Science
Voyage to the top of the trees
Just as Jacques Cousteau opened up the oceans, amazing tree-climbers are discovering a new frontier in redwood canopies 35 stories above the forest floor.
Flying around the planet via Google Earth, it’s easy to despair that there is nothing left for humans to discover. Having mapped every inch of the planet with satellites, we can type in London or Darfur or Redwoods National Park and see pigeons circling above Trafalgar Square, a tent city spreading out across the desert, or the green expanse of the forest canopy. This ability to instantly possess images of almost any place on any continent, to zoom in on a certain tree or building (hello, Dick Cheney!), then zoom out as if piloting a plane, can make the world feel like an entirely known quantity, bereft of mystery.
Then comes Richard Preston’s thrilling, wondrous book “The Wild Trees.” Trees — the most familiar and beloved of all plants — turn out to be as unexplored by science as Tibet was by the West before Alexandra David-Néel dressed as a man and sneaked over the Himalayas into the forbidden kingdom. The tree of life may be the archetypal symbol of the human experience, but we don’t know as much as we thought about the life of the tree — especially that of the redwood, the tallest species of tree on the planet. Higher than the W Hotel in downtown San Francisco, redwoods can grow to be 370 feet tall, and until very recently nobody thought, or dared, to climb them.
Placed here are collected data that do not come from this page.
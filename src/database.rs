//! Compilation-database reading: one JSON document into claims
//!
//! A claim is a database's assertion that a root-relative file belongs
//! to it. Reading is tolerant at two levels: a record that is not an
//! object or has no `file` field is skipped, and a document that is
//! not valid JSON or not a top-level array is skipped in its entirety
//! with no partial results. Neither stops the run.

use std::fs;
use std::path::{Path, PathBuf};

use serde::Deserialize;
use tracing::warn;

use crate::{discover, paths};

/// One (file, claiming database key) pair.
#[derive(Debug, Clone, PartialEq, Eq)]
pub struct Claim {
    /// Root-relative file path, forward slashes.
    pub file: String,
    /// Key of the database claiming the file.
    pub db_key: String,
}

/// Tolerant view of one compile_commands.json record.
///
/// Compiler-invocation fields (`command`, `arguments`, `output`) are
/// opaque to the generator and never examined.
#[derive(Debug, Deserialize)]
struct CommandEntry {
    #[serde(default)]
    file: Option<String>,
    #[serde(default)]
    directory: Option<String>,
}

/// Read one database document into claims against `root`.
///
/// Resolved paths outside `root` and paths under an excluded prefix
/// are dropped: from the generator's perspective no database claims
/// them.
pub fn read_claims(db_path: &Path, root: &Path, excluded_prefixes: &[String]) -> Vec<Claim> {
    let db_key = discover::database_key(db_path, root);
    let db_dir = db_path.parent().unwrap_or(root);

    let text = match fs::read_to_string(db_path) {
        Ok(text) => text,
        Err(e) => {
            warn!("skipping unreadable database {}: {}", db_path.display(), e);
            return Vec::new();
        }
    };

    let document: serde_json::Value = match serde_json::from_str(&text) {
        Ok(value) => value,
        Err(e) => {
            warn!("skipping malformed database {}: {}", db_path.display(), e);
            return Vec::new();
        }
    };
    let Some(records) = document.as_array() else {
        warn!(
            "skipping database {}: top level is not an array",
            db_path.display()
        );
        return Vec::new();
    };

    let mut claims = Vec::new();
    for record in records {
        let entry: CommandEntry = match serde_json::from_value(record.clone()) {
            Ok(entry) => entry,
            Err(_) => continue,
        };
        let Some(resolved) = resolve_entry_file(&entry, db_dir) else {
            continue;
        };
        let Some(rel) = paths::relative_to_root(&resolved, root) else {
            continue;
        };
        if paths::is_excluded(&rel, excluded_prefixes) {
            continue;
        }
        claims.push(Claim {
            file: rel,
            db_key: db_key.clone(),
        });
    }
    claims
}

/// Resolve the absolute path a record refers to.
///
/// A relative `file` resolves against the record's `directory` when
/// present (itself resolved against the database directory when
/// relative), otherwise against the database directory. Resolution is
/// lexical: the target does not have to exist on disk.
fn resolve_entry_file(entry: &CommandEntry, db_dir: &Path) -> Option<PathBuf> {
    let file_value = entry.file.as_deref().filter(|f| !f.is_empty())?;
    let file_path = Path::new(file_value);
    if file_path.is_absolute() {
        return Some(paths::lexical_normalize(file_path));
    }

    let base = match entry.directory.as_deref().filter(|d| !d.is_empty()) {
        Some(dir) if Path::new(dir).is_absolute() => PathBuf::from(dir),
        Some(dir) => paths::lexical_normalize(&db_dir.join(dir)),
        None => db_dir.to_path_buf(),
    };
    Some(paths::lexical_normalize(&base.join(file_path)))
}
//! End-to-end generation pipeline
//!
//! Discovery → reading → resolution → compression → rendering, in that
//! order, fully in memory. The resolver always sees the complete claim
//! set from every database before any tie-break decision, because
//! conflict resolution depends on global knowledge of all claimants.
//! Nothing is cached between runs; each invocation recomputes the full
//! assignment from the full input set.

use std::path::Path;

use serde::Serialize;
use tracing::debug;

use crate::{assign, database, discover, render, ClangdConfig, ClangdGenError, PathTrie, Result};

/// Counters reported after a run, mirroring the shape of the output.
#[derive(Debug, Clone, Serialize)]
pub struct RunStats {
    /// Databases discovered (after exclusion), readable or not.
    pub databases: usize,
    /// Pattern groups in the output (one per database).
    pub fragments: usize,
    /// Files claimed by more than one database.
    pub conflicts: usize,
    /// Configured exclusion prefixes.
    pub excluded_prefixes: usize,
    /// Configured background-index skip prefixes.
    pub background_skip_prefixes: usize,
}

/// A finished generation: the rendered `.clangd` text plus run
/// statistics. Produced only when the whole pipeline succeeded;
/// callers never see a partial document.
#[derive(Debug, Clone)]
pub struct Generation {
    pub content: String,
    pub stats: RunStats,
}

/// Run the full pipeline over `root` with the given configuration.
///
/// The single fatal condition is an empty database set after
/// exclusion; every malformed document or record below that is
/// absorbed where it is read.
pub fn generate(root: &Path, config: &ClangdConfig) -> Result<Generation> {
    let databases = discover::discover_databases(root, &config.exclude_path);
    if databases.is_empty() {
        return Err(ClangdGenError::NoDatabases {
            root: root.to_path_buf(),
        });
    }
    debug!("discovered {} compilation databases", databases.len());

    let mut claims = Vec::new();
    for db_path in &databases {
        claims.extend(database::read_claims(db_path, root, &config.exclude_path));
    }
    debug!("collected {} claims", claims.len());

    let resolution = assign::resolve(&claims);
    let trie = PathTrie::from_assignment(&resolution.assignment);
    let selections = trie.select();
    debug!(
        "compressed {} assignments into {} boundary selections",
        resolution.assignment.len(),
        selections.len()
    );

    let db_keys: Vec<String> = databases
        .iter()
        .map(|path| discover::database_key(path, root))
        .collect();
    let fragments = render::build_fragments(&selections, &db_keys);
    let content = render::render_clangd(
        &fragments,
        resolution.conflicts.len(),
        &config.exclude_path,
        &config.background_skip_path,
    );

    Ok(Generation {
        content,
        stats: RunStats {
            databases: databases.len(),
            fragments: fragments.len(),
            conflicts: resolution.conflicts.len(),
            excluded_prefixes: config.exclude_path.len(),
            background_skip_prefixes: config.background_skip_path.len(),
        },
    })
}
But a new breed of tree-loving eccentrics — some of them are scientists, others have an almost mystical attraction to the species — has discovered a world above the forest floor, an aerial forest 250 feet aboveground teeming with biodiversity that is largely “undescribed” by science. “The forest canopy is the earth’s secret ocean,” Preston explains, “and it is inhabited by many living things that don’t have names, and are vanishing before they have even been seen by human eyes.” Possessing amazing regenerative powers, redwoods react to ravages of nature such as fire, drought or lightning by sprouting new trunks, as many as 200, from the old main trunk high in the air. The granddaddy trees can live between 2,000 and 3,000 years, approximating the age of the Parthenon.
The patches of virgin coastal redwood forest that dot the map in Northern California in Mendocino and Humboldt counties were protected from logging operations by conservationists in various stages from the 1900s through the ’60s. Comprising 170,000 acres, this remaining redwood country represents only 4 percent of the virgin rain forest that once blanketed the coast from Big Sur to the Oregon border. The light in these forests has an enchanted, golden quality as it filters down through the dense canopy above, which is often licked by fog rolling in from the Pacific Ocean. Coastal redwoods, or Sequoia sempervirens, thrive in the damp, temperate climate just out of reach of the salt air. Preston, who in the course of writing this book became an elite tree climber and one of only several dozen people to have entered the deep redwood canopy, compares the remaining shards of forest to “a few fragments of stained glass from a rose window in a cathedral after the rest of the window has been smashed and swept away.”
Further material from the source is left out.